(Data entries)
#[cfg(test)]
mod tests {
    use super::*;

    fn product(id: &str, quantity: i64, reserved: i64, cost: f64) -> Product {
        Product {
            id: id.to_string(),
            name: format!("Product {id}"),
            sku: format!("SKU-{id}"),
            quantity,
            reserved_quantity: reserved,
            cost_price: cost,
        }
    }

    fn sample_products() -> Vec<Product> {
        vec![
            product("p1", 50, 10, 4.0),
            product("p2", 20, 0, 2.5),
            product("p3", 0, 0, 9.9),
        ]
    }

    #[test]
    fn derived_fields_for_partial_count() {
        let mut sheet = CountSheet::new(CountType::Full, vec![product("p1", 50, 10, 4.0)]);
        sheet.set_counted("p1", 30);
        let row = &sheet.rows(FilterTab::All)[0];
        assert_eq!(row.net_inventory, 20);
        assert_eq!(row.expected_before_reservation, 50);
        assert_eq!(row.expected_after_reservation, 40);
        assert_eq!(row.shortage, 10);
        assert_eq!(row.shortage_cost, 40.0);
        assert!(!row.is_matched);
    }

    #[test]
    fn exact_count_matches_with_no_shortage() {
        let mut sheet = CountSheet::new(CountType::Full, vec![product("p1", 50, 10, 4.0)]);
        sheet.set_counted("p1", 50);
        let row = &sheet.rows(FilterTab::All)[0];
        assert!(row.is_matched);
        assert_eq!(row.shortage, 0);
        assert_eq!(row.shortage_cost, 0.0);
        assert_eq!(row.net_inventory, 40);
    }

    #[test]
    fn overage_never_produces_negative_shortage() {
        let mut sheet = CountSheet::new(CountType::Full, vec![product("p1", 10, 2, 3.0)]);
        sheet.set_counted("p1", 25);
        let row = &sheet.rows(FilterTab::All)[0];
        assert_eq!(row.shortage, 0);
        assert_eq!(row.shortage_cost, 0.0);
        assert_eq!(row.net_inventory, 23);
    }

    #[test]
    fn full_mode_seeds_every_product_with_zero() {
        let sheet = CountSheet::new(CountType::Full, sample_products());
        let totals = sheet.totals();
        assert_eq!(totals.total, 3);
        assert_eq!(totals.counted, 0);
        assert_eq!(sheet.rows(FilterTab::Uncounted).len(), 3);
    }

    #[test]
    fn partial_mode_scope_is_the_selection() {
        let mut sheet = CountSheet::new(CountType::Partial, sample_products());
        assert_eq!(sheet.totals().total, 0);
        sheet.toggle_selection("p2");
        sheet.toggle_selection("p1");
        assert_eq!(sheet.totals().total, 2);
        // scope keeps selection order
        let rows = sheet.rows(FilterTab::All);
        assert_eq!(rows[0].product_id, "p2");
        assert_eq!(rows[1].product_id, "p1");
        // removal drops the entered count as well
        sheet.set_counted("p2", 7);
        sheet.toggle_selection("p2");
        sheet.toggle_selection("p2");
        assert_eq!(sheet.counted("p2"), 0);
    }

    #[test]
    fn negative_input_clamps_to_zero() {
        let mut sheet = CountSheet::new(CountType::Full, sample_products());
        sheet.set_counted("p1", -5);
        assert_eq!(sheet.counted("p1"), 0);
        sheet.apply_bulk(Some(-3));
        assert_eq!(sheet.rows(FilterTab::Counted).len(), 0);
    }

    #[test]
    fn out_of_scope_counts_are_ignored() {
        let mut sheet = CountSheet::new(CountType::Partial, sample_products());
        sheet.set_counted("p1", 10);
        assert_eq!(sheet.counted("p1"), 0);
        let mut full = CountSheet::new(CountType::Full, sample_products());
        full.set_counted("unknown", 10);
        assert_eq!(full.totals().counted, 0);
    }

    #[test]
    fn bulk_apply_covers_scope_and_recomputes_aggregates() {
        let mut sheet = CountSheet::new(CountType::Full, sample_products());
        sheet.apply_bulk(Some(25));
        for row in sheet.rows(FilterTab::All) {
            assert_eq!(row.counted_quantity, 25);
        }
        let totals = sheet.totals();
        assert_eq!(totals.counted, 3);
        assert_eq!(totals.matched, 0);
        assert_eq!(totals.mismatched, 3);
        // None is a no-op
        let before = sheet.totals();
        sheet.apply_bulk(None);
        assert_eq!(sheet.totals(), before);
    }

    #[test]
    fn aggregate_counters_stay_consistent() {
        let mut sheet = CountSheet::new(CountType::Full, sample_products());
        sheet.set_counted("p1", 50); // matched
        sheet.set_counted("p2", 3); // mismatched
        let totals = sheet.totals();
        assert_eq!(totals.matched + totals.mismatched, totals.counted);
        assert!(totals.counted <= totals.total);
        assert_eq!(totals.matched, 1);
        assert_eq!(totals.mismatched, 1);
    }

    #[test]
    fn zero_stock_uncounted_row_is_not_matched_for_totals() {
        // p3 has quantity 0 and was never counted: equality holds but it
        // must not inflate the matched counter.
        let sheet = CountSheet::new(CountType::Full, sample_products());
        let totals = sheet.totals();
        assert_eq!(totals.matched, 0);
        assert!(sheet.rows(FilterTab::Matched).is_empty());
        assert_eq!(sheet.rows(FilterTab::Uncounted).len(), 3);
    }

    #[test]
    fn filter_tabs_partition_correctly() {
        let mut sheet = CountSheet::new(CountType::Full, sample_products());
        sheet.set_counted("p1", 50); // matched
        sheet.set_counted("p2", 7); // mismatched
        let mismatched = sheet.rows(FilterTab::Mismatched);
        assert_eq!(mismatched.len(), 1);
        assert_eq!(mismatched[0].product_id, "p2");
        let uncounted = sheet.rows(FilterTab::Uncounted);
        assert_eq!(uncounted.len(), 1);
        assert_eq!(uncounted[0].product_id, "p3");
        assert_eq!(sheet.rows(FilterTab::Counted).len(), 2);
        assert_eq!(sheet.rows(FilterTab::All).len(), 3);
    }

    #[test]
    fn submission_requires_warehouse_and_selection() {
        let sheet = CountSheet::new(CountType::Partial, sample_products());
        assert!(sheet
            .build_submission("", "June count", "", None, CountStatus::Draft)
            .is_err());
        assert!(sheet
            .build_submission("w1", "June count", "", None, CountStatus::Draft)
            .is_err());
    }

    #[test]
    fn full_submission_includes_untouched_products_as_zero() {
        let mut sheet = CountSheet::new(CountType::Full, sample_products());
        sheet.set_counted("p2", 20);
        let request = sheet
            .build_submission("w1", " June count ", "notes", Some("admin".into()), CountStatus::Completed)
            .unwrap();
        assert_eq!(request.items.len(), 3);
        assert_eq!(request.name, "June count");
        let p1 = request.items.iter().find(|i| i.product_id == "p1").unwrap();
        assert_eq!(p1.counted_quantity, 0);
        let p2 = request.items.iter().find(|i| i.product_id == "p2").unwrap();
        assert_eq!(p2.counted_quantity, 20);
        assert_eq!(request.status, CountStatus::Completed);
    }

    #[test]
    fn partial_submission_carries_selection() {
        let mut sheet = CountSheet::new(CountType::Partial, sample_products());
        sheet.toggle_selection("p3");
        sheet.set_counted("p3", 4);
        let request = sheet
            .build_submission("w1", "Spot check", "", None, CountStatus::Draft)
            .unwrap();
        assert_eq!(request.selected_products, vec!["p3".to_string()]);
        assert_eq!(request.items.len(), 1);
        assert_eq!(request.items[0].counted_quantity, 4);
    }
}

→ **Activity**
All of the lines above need to be given again exactly.

→ **Written answer**
#[cfg(test)]
mod tests {
    use super::*;

    fn product(id: &str, quantity: i64, reserved: i64, cost: f64) -> Product {
        Product {
            id: id.to_string(),
            name: format!("Product {id}"),
            sku: format!("SKU-{id}"),
            quantity,
            reserved_quantity: reserved,
            cost_price: cost,
        }
    }

    fn sample_products() -> Vec<Product> {
        vec![
            product("p1", 50, 10, 4.0),
            product("p2", 20, 0, 2.5),
            product("p3", 0, 0, 9.9),
        ]
    }

    #[test]
    fn derived_fields_for_partial_count() {
        let mut sheet = CountSheet::new(CountType::Full, vec![product("p1", 50, 10, 4.0)]);
        sheet.set_counted("p1", 30);
        let row = &sheet.rows(FilterTab::All)[0];
        assert_eq!(row.net_inventory, 20);
        assert_eq!(row.expected_before_reservation, 50);
        assert_eq!(row.expected_after_reservation, 40);
        assert_eq!(row.shortage, 10);
        assert_eq!(row.shortage_cost, 40.0);
        assert!(!row.is_matched);
    }

    #[test]
    fn exact_count_matches_with_no_shortage() {
        let mut sheet = CountSheet::new(CountType::Full, vec![product("p1", 50, 10, 4.0)]);
        sheet.set_counted("p1", 50);
        let row = &sheet.rows(FilterTab::All)[0];
        assert!(row.is_matched);
        assert_eq!(row.shortage, 0);
        assert_eq!(row.shortage_cost, 0.0);
        assert_eq!(row.net_inventory, 40);
    }

    #[test]
    fn overage_never_produces_negative_shortage() {
        let mut sheet = CountSheet::new(CountType::Full, vec![product("p1", 10, 2, 3.0)]);
        sheet.set_counted("p1", 25);
        let row = &sheet.rows(FilterTab::All)[0];
        assert_eq!(row.shortage, 0);
        assert_eq!(row.shortage_cost, 0.0);
        assert_eq!(row.net_inventory, 23);
    }

    #[test]
    fn full_mode_seeds_every_product_with_zero() {
        let sheet = CountSheet::new(CountType::Full, sample_products());
        let totals = sheet.totals();
        assert_eq!(totals.total, 3);
        assert_eq!(totals.counted, 0);
        assert_eq!(sheet.rows(FilterTab::Uncounted).len(), 3);
    }

    #[test]
    fn partial_mode_scope_is_the_selection() {
        let mut sheet = CountSheet::new(CountType::Partial, sample_products());
        assert_eq!(sheet.totals().total, 0);
        sheet.toggle_selection("p2");
        sheet.toggle_selection("p1");
        assert_eq!(sheet.totals().total, 2);
        // scope keeps selection order
        let rows = sheet.rows(FilterTab::All);
        assert_eq!(rows[0].product_id, "p2");
        assert_eq!(rows[1].product_id, "p1");
        // removal drops the entered count as well
        sheet.set_counted("p2", 7);
        sheet.toggle_selection("p2");
        sheet.toggle_selection("p2");
        assert_eq!(sheet.counted("p2"), 0);
    }

    #[test]
    fn negative_input_clamps_to_zero() {
        let mut sheet = CountSheet::new(CountType::Full, sample_products());
        sheet.set_counted("p1", -5);
        assert_eq!(sheet.counted("p1"), 0);
        sheet.apply_bulk(Some(-3));
        assert_eq!(sheet.rows(FilterTab::Counted).len(), 0);
    }

    #[test]
    fn out_of_scope_counts_are_ignored() {
        let mut sheet = CountSheet::new(CountType::Partial, sample_products());
        sheet.set_counted("p1", 10);
        assert_eq!(sheet.counted("p1"), 0);
        let mut full = CountSheet::new(CountType::Full, sample_products());
        full.set_counted("unknown", 10);
        assert_eq!(full.totals().counted, 0);
    }

    #[test]
    fn bulk_apply_covers_scope_and_recomputes_aggregates() {
        let mut sheet = CountSheet::new(CountType::Full, sample_products());
        sheet.apply_bulk(Some(25));
        for row in sheet.rows(FilterTab::All) {
            assert_eq!(row.counted_quantity, 25);
        }
        let totals = sheet.totals();
        assert_eq!(totals.counted, 3);
        assert_eq!(totals.matched, 0);
        assert_eq!(totals.mismatched, 3);
        // None is a no-op
        let before = sheet.totals();
        sheet.apply_bulk(None);
        assert_eq!(sheet.totals(), before);
    }

    #[test]
    fn aggregate_counters_stay_consistent() {
        let mut sheet = CountSheet::new(CountType::Full, sample_products());
        sheet.set_counted("p1", 50); // matched
        sheet.set_counted("p2", 3); // mismatched
        let totals = sheet.totals();
        assert_eq!(totals.matched + totals.mismatched, totals.counted);
        assert!(totals.counted <= totals.total);
        assert_eq!(totals.matched, 1);
        assert_eq!(totals.mismatched, 1);
    }

    #[test]
    fn zero_stock_uncounted_row_is_not_matched_for_totals() {
        // p3 has quantity 0 and was never counted: equality holds but it
        // must not inflate the matched counter.
        let sheet = CountSheet::new(CountType::Full, sample_products());
        let totals = sheet.totals();
        assert_eq!(totals.matched, 0);
        assert!(sheet.rows(FilterTab::Matched).is_empty());
        assert_eq!(sheet.rows(FilterTab::Uncounted).len(), 3);
    }

    #[test]
    fn filter_tabs_partition_correctly() {
        let mut sheet = CountSheet::new(CountType::Full, sample_products());
        sheet.set_counted("p1", 50); // matched
        sheet.set_counted("p2", 7); // mismatched
        let mismatched = sheet.rows(FilterTab::Mismatched);
        assert_eq!(mismatched.len(), 1);
        assert_eq!(mismatched[0].product_id, "p2");
        let uncounted = sheet.rows(FilterTab::Uncounted);
        assert_eq!(uncounted.len(), 1);
        assert_eq!(uncounted[0].product_id, "p3");
        assert_eq!(sheet.rows(FilterTab::Counted).len(), 2);
        assert_eq!(sheet.rows(FilterTab::All).len(), 3);
    }

    #[test]
    fn submission_requires_warehouse_and_selection() {
        let sheet = CountSheet::new(CountType::Partial, sample_products());
        assert!(sheet
            .build_submission("", "June count", "", None, CountStatus::Draft)
            .is_err());
        assert!(sheet
            .build_submission("w1", "June count", "", None, CountStatus::Draft)
            .is_err());
    }

    #[test]
    fn full_submission_includes_untouched_products_as_zero() {
        let mut sheet = CountSheet::new(CountType::Full, sample_products());
        sheet.set_counted("p2", 20);
        let request = sheet
            .build_submission("w1", " June count ", "notes", Some("admin".into()), CountStatus::Completed)
            .unwrap();
        assert_eq!(request.items.len(), 3);
        assert_eq!(request.name, "June count");
        let p1 = request.items.iter().find(|i| i.product_id == "p1").unwrap();
        assert_eq!(p1.counted_quantity, 0);
        let p2 = request.items.iter().find(|i| i.product_id == "p2").unwrap();
        assert_eq!(p2.counted_quantity, 20);
        assert_eq!(request.status, CountStatus::Completed);
    }

    #[test]
    fn partial_submission_carries_selection() {
        let mut sheet = CountSheet::new(CountType::Partial, sample_products());
        sheet.toggle_selection("p3");
        sheet.set_counted("p3", 4);
        let request = sheet
            .build_submission("w1", "Spot check", "", None, CountStatus::Draft)
            .unwrap();
        assert_eq!(request.selected_products, vec!["p3".to_string()]);
        assert_eq!(request.items.len(), 1);
        assert_eq!(request.items[0].counted_quantity, 4);
    }
}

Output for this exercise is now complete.